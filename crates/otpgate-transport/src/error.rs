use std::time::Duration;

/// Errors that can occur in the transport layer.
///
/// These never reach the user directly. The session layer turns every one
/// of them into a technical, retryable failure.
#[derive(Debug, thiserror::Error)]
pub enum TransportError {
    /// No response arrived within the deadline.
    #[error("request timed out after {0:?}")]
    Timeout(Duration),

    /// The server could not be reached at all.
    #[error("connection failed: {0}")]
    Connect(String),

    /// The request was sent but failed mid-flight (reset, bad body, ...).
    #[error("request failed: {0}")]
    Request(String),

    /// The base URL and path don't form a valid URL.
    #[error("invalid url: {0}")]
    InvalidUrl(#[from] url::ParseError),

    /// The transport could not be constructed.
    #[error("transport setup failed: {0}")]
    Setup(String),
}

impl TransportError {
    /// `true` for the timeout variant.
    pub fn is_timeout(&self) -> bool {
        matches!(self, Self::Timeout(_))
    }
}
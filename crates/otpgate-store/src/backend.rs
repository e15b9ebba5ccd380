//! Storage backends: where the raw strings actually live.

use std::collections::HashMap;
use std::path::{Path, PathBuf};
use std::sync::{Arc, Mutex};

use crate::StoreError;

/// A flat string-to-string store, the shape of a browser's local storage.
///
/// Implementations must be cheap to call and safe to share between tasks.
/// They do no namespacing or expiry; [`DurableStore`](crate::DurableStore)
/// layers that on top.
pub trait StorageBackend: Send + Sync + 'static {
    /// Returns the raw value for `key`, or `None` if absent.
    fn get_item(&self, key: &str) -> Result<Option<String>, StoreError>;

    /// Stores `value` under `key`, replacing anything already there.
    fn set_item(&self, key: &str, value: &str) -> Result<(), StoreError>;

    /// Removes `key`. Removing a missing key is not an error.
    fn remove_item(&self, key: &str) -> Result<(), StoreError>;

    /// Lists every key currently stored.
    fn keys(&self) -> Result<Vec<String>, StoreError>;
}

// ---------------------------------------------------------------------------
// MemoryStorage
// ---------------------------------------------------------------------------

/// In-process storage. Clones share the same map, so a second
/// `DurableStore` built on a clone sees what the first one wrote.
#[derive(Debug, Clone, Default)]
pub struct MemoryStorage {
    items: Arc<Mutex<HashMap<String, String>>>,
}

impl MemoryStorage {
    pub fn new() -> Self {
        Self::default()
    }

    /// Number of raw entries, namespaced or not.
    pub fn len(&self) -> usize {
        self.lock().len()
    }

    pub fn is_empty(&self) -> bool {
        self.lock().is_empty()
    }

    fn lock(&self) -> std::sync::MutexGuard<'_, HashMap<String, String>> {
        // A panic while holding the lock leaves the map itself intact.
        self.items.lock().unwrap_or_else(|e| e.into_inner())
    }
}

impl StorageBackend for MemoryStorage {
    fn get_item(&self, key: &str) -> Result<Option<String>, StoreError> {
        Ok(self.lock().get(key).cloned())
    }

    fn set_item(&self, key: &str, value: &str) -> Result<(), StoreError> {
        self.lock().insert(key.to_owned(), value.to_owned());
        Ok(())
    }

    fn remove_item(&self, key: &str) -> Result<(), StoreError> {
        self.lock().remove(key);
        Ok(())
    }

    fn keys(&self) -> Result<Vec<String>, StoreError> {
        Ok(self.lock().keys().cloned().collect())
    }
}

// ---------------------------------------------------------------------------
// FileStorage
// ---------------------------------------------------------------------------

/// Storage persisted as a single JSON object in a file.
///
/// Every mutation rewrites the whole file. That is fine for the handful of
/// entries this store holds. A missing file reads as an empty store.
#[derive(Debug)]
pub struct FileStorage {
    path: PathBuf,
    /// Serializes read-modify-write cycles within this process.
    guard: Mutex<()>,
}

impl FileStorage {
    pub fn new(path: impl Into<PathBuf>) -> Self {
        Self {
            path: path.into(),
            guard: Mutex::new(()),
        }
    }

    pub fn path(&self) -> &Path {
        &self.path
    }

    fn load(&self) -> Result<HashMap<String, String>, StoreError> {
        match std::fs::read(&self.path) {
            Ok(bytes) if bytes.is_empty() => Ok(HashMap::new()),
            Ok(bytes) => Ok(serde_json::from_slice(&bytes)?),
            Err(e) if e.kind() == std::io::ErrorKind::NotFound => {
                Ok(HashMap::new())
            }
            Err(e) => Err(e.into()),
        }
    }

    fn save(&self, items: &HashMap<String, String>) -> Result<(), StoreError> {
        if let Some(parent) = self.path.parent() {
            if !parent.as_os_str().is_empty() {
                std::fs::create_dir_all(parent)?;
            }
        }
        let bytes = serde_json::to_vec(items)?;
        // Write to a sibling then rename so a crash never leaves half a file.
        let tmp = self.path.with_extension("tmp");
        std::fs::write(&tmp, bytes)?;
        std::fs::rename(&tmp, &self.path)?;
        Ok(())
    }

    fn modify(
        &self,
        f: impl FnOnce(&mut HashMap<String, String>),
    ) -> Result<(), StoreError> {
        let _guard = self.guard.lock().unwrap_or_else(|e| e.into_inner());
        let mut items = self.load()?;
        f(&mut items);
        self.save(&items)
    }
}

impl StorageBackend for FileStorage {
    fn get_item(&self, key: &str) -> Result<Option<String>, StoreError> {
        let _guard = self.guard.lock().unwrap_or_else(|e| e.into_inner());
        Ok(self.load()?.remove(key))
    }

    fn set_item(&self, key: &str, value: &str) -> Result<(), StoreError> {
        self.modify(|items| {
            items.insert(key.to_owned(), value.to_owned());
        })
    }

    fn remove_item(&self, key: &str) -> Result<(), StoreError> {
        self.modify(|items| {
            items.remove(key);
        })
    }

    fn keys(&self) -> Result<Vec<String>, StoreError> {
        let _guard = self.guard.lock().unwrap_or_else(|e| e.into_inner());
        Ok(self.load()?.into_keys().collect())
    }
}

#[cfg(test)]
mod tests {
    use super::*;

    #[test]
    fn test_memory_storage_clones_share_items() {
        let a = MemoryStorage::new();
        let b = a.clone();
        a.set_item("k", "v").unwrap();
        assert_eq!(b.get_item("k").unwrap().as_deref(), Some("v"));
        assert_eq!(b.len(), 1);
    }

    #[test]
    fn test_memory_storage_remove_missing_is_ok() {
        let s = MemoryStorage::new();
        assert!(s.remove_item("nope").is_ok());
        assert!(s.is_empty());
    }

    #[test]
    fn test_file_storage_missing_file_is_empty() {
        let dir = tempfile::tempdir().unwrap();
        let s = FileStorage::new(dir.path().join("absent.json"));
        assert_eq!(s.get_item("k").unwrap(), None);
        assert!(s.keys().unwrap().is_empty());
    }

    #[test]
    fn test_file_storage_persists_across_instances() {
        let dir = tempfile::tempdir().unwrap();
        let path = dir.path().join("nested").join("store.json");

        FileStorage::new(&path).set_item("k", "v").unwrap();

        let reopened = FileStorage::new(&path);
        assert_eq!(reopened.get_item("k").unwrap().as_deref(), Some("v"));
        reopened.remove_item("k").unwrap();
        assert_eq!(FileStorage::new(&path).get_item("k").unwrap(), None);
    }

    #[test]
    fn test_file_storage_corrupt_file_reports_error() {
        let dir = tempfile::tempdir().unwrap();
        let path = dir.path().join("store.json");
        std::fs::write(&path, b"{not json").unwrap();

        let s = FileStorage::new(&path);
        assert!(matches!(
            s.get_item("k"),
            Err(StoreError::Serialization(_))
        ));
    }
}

---------------

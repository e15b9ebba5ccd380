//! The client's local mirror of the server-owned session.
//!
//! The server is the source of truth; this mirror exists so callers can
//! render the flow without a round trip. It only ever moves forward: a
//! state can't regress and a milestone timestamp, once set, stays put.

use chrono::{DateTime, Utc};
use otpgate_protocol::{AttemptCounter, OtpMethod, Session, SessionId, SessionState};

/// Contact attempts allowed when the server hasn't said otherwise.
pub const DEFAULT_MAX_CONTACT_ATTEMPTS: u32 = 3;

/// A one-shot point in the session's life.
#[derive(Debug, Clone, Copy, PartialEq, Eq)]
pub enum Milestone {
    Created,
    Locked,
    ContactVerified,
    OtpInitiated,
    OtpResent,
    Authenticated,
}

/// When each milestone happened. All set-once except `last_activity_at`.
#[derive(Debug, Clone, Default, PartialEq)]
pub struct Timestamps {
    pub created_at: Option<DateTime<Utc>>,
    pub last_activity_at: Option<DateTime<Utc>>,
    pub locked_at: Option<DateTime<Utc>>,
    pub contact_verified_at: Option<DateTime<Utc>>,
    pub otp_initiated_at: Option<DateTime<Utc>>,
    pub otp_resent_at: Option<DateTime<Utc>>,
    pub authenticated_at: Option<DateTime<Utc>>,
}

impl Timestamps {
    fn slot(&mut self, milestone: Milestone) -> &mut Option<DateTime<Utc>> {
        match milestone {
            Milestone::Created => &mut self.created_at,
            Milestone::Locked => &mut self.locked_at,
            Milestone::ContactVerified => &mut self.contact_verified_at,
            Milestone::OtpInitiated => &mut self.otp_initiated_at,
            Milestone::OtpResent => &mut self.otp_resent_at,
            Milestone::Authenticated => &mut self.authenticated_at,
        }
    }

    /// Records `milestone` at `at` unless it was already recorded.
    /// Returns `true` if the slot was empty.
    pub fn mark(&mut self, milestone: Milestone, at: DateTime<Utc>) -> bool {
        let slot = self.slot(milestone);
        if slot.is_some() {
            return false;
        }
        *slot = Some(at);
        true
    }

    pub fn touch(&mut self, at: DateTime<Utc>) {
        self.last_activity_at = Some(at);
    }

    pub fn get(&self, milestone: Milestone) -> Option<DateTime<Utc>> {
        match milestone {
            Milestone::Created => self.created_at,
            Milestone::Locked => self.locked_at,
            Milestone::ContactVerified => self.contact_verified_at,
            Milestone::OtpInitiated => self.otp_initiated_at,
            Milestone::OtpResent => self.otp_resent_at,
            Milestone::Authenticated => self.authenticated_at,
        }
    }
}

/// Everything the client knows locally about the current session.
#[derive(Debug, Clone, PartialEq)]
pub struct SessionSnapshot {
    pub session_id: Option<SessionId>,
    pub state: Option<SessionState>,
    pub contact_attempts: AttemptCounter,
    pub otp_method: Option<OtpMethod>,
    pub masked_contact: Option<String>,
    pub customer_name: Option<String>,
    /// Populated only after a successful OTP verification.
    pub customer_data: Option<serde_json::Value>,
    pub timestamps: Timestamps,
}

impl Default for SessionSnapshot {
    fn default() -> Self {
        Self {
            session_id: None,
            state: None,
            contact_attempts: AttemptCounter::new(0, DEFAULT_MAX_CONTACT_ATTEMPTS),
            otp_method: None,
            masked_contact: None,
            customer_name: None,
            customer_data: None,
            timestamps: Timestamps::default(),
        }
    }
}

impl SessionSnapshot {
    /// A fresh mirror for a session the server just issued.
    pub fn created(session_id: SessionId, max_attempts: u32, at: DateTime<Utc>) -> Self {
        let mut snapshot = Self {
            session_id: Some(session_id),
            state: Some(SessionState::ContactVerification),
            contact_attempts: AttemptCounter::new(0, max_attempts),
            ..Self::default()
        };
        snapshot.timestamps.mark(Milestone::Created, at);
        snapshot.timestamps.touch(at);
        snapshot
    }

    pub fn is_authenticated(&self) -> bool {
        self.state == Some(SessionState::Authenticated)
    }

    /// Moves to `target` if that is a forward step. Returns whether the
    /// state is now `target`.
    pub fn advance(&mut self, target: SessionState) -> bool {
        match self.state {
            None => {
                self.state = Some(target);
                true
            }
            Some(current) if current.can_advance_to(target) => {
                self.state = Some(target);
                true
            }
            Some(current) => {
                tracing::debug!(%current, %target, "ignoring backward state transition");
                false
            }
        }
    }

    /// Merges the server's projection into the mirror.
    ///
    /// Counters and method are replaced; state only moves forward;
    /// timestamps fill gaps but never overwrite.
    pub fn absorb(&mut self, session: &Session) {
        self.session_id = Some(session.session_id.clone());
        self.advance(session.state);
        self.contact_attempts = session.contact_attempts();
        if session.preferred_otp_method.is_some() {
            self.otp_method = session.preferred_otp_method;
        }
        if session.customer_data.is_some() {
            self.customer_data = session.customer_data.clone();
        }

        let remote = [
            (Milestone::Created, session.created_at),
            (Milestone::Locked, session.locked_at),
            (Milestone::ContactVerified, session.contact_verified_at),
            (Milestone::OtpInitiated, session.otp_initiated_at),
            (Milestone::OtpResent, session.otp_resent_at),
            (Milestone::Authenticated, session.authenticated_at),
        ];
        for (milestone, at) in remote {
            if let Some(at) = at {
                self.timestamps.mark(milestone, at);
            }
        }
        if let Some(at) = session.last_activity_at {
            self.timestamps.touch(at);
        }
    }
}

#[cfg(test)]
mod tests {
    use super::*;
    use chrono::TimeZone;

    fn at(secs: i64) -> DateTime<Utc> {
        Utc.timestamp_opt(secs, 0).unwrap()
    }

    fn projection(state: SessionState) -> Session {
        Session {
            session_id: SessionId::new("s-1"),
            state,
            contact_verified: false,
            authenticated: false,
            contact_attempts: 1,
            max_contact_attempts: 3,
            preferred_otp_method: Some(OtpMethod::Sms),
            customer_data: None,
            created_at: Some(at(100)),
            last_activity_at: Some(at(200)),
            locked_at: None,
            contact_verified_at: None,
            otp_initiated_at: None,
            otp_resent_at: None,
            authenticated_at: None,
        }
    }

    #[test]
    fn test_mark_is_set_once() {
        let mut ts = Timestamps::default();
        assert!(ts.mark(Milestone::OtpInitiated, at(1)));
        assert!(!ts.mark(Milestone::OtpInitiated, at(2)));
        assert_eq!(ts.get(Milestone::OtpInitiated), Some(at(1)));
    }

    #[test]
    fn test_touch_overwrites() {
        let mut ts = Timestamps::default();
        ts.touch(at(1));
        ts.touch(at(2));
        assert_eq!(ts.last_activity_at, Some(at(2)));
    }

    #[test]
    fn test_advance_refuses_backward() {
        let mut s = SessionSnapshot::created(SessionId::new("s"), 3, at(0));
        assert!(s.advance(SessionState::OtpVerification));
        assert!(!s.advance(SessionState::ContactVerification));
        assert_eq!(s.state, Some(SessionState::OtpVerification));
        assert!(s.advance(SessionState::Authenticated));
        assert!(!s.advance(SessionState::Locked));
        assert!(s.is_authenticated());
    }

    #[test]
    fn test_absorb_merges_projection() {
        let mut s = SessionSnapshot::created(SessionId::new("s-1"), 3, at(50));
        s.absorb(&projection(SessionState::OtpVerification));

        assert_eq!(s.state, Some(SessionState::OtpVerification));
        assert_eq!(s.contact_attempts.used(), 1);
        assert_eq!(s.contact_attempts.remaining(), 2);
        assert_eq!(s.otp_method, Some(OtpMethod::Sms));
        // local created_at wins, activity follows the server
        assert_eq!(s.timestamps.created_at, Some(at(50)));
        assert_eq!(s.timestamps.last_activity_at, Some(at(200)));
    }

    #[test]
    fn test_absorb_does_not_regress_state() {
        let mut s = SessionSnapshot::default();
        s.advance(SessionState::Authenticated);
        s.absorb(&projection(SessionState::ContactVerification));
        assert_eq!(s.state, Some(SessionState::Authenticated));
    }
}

---------------

ACTIVITY: Search the entries for the word "SessionSnapshot" and copy every line that has it.

TASK ANSWER:
pub struct SessionSnapshot {
impl Default for SessionSnapshot {
impl SessionSnapshot {
        let mut s = SessionSnapshot::created(SessionId::new("s"), 3, at(0));
        let mut s = SessionSnapshot::created(SessionId::new("s-1"), 3, at(50));
        let mut s = SessionSnapshot::default();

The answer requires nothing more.